- Woodhouse–Sakati syndrome has an autosomal recessive pattern of inheritance.
- Specialty: Genetics
- Frequency: Fewer than 1 in 1,000,000

= Woodhouse–Sakati syndrome =

Woodhouse–Sakati syndrome, is a rare autosomal recessive multisystem disorder which causes malformations throughout the body, and deficiencies affecting the endocrine system.

==Presentation==
The syndrome is characterized by progressive hair thinning in childhood that often progresses to alopecia, hypogonadism (which becomes evident at puberty), hypothyroidism, hearing loss, mild intellectual disability, diabetes mellitus, progressive extrapyramidal movements (dystonic spasms, dystonic posturing, dysarthria, dysphagia). Electrocardiogram anomalies have also been reported.

== Genetics ==

Mutations in the C2orf37 gene, located at human chromosome 2q22.3-q35, are believed to be a cause of Woodhouse–Sakati syndrome.

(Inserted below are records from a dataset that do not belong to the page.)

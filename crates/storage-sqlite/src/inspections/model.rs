use chrono::{NaiveDate, NaiveDateTime};
use diesel::prelude::*;

use hivebook_core::inspections::{Inspection, NewInspection};

#[derive(Queryable, Selectable, Insertable, Identifiable, Debug, Clone)]
#[diesel(table_name = crate::schema::inspections)]
#[diesel(check_for_backend(diesel::sqlite::Sqlite))]
pub struct InspectionDB {
    pub id: String,
    pub user_id: String,
    pub hive_id: String,
    pub inspected_on: NaiveDate,
    pub queen_seen: bool,
    pub eggs_seen: bool,
    pub brood_pattern: Option<String>,
    pub temperament: Option<String>,
    pub honey_stores: Option<String>,
    pub varroa_count: Option<i32>,
    pub weather: Option<String>,
    pub notes: Option<String>,
    pub created_at: NaiveDateTime,
    pub updated_at: NaiveDateTime,
}

#[derive(AsChangeset, Debug, Clone)]
#[diesel(table_name = crate::schema::inspections)]
#[diesel(treat_none_as_null = true)]
pub struct InspectionChangesDB {
    pub hive_id: String,
    pub inspected_on: NaiveDate,
    pub queen_seen: bool,
    pub eggs_seen: bool,
    pub brood_pattern: Option<String>,
    pub temperament: Option<String>,
    pub honey_stores: Option<String>,
    pub varroa_count: Option<i32>,
    pub weather: Option<String>,
    pub notes: Option<String>,
    pub updated_at: NaiveDateTime,
}

impl InspectionDB {
    pub fn from_new(id: String, user_id: String, new: NewInspection, now: NaiveDateTime) -> Self {
        Self {
            id,
            user_id,
            hive_id: new.hive_id,
            inspected_on: new.inspected_on,
            queen_seen: new.queen_seen,
            eggs_seen: new.eggs_seen,
            brood_pattern: new.brood_pattern,
            temperament: new.temperament,
            honey_stores: new.honey_stores,
            varroa_count: new.varroa_count,
            weather: new.weather,
            notes: new.notes,
            created_at: now,
            updated_at: now,
        }
    }
}

impl From<(NewInspection, NaiveDateTime)> for InspectionChangesDB {
    fn from((changes, now): (NewInspection, NaiveDateTime)) -> Self {
        Self {
            hive_id: changes.hive_id,
            inspected_on: changes.inspected_on,
            queen_seen: changes.queen_seen,
            eggs_seen: changes.eggs_seen,
            brood_pattern: changes.brood_pattern,
            temperament: changes.temperament,
            honey_stores: changes.honey_stores,
            varroa_count: changes.varroa_count,
            weather: changes.weather,
            notes: changes.notes,
            updated_at: now,
        }
    }
}

impl From<InspectionDB> for Inspection {
    fn from(db: InspectionDB) -> Self {
        Self {
            id: db.id,
            user_id: db.user_id,
            hive_id: db.hive_id,
            inspected_on: db.inspected_on,
            queen_seen: db.queen_seen,
            eggs_seen: db.eggs_seen,
            brood_pattern: db.brood_pattern,
            temperament: db.temperament,
            honey_stores: db.honey_stores,
            varroa_count: db.varroa_count,
            weather: db.weather,
            notes: db.notes,
            created_at: db.created_at,
            updated_at: db.updated_at,
        }
    }
}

The disorder is inherited in an autosomal recessive manner. This means the defective gene responsible for the disorder is located on an autosome (chromosome 2 is an autosome), and two copies of the defective gene (one inherited from each parent) are required in order to be born with the disorder. The parents of an individual with an autosomal recessive disorder both carry one copy of the defective gene, but usually do not experience any signs or symptoms of the disorder.

==Diagnosis==
Like with most other NBIA diseases, a T2-sequence MRI is used to detect iron accumulation in the brain. A blood test can also be used to detect low insulin-like growth factor 1 levels.

Diagnosis of Woodhouse-Sakati syndrome requires genetic testing of the DCAF17 gene, which scans for two specific gene changes. The testing begins with sequence analysis, and if no changes are found, continues with deletion and duplication analysis.

==Treatment==
the associated Oro-mandibular dystonia can be treated with Hegab TMJ splint.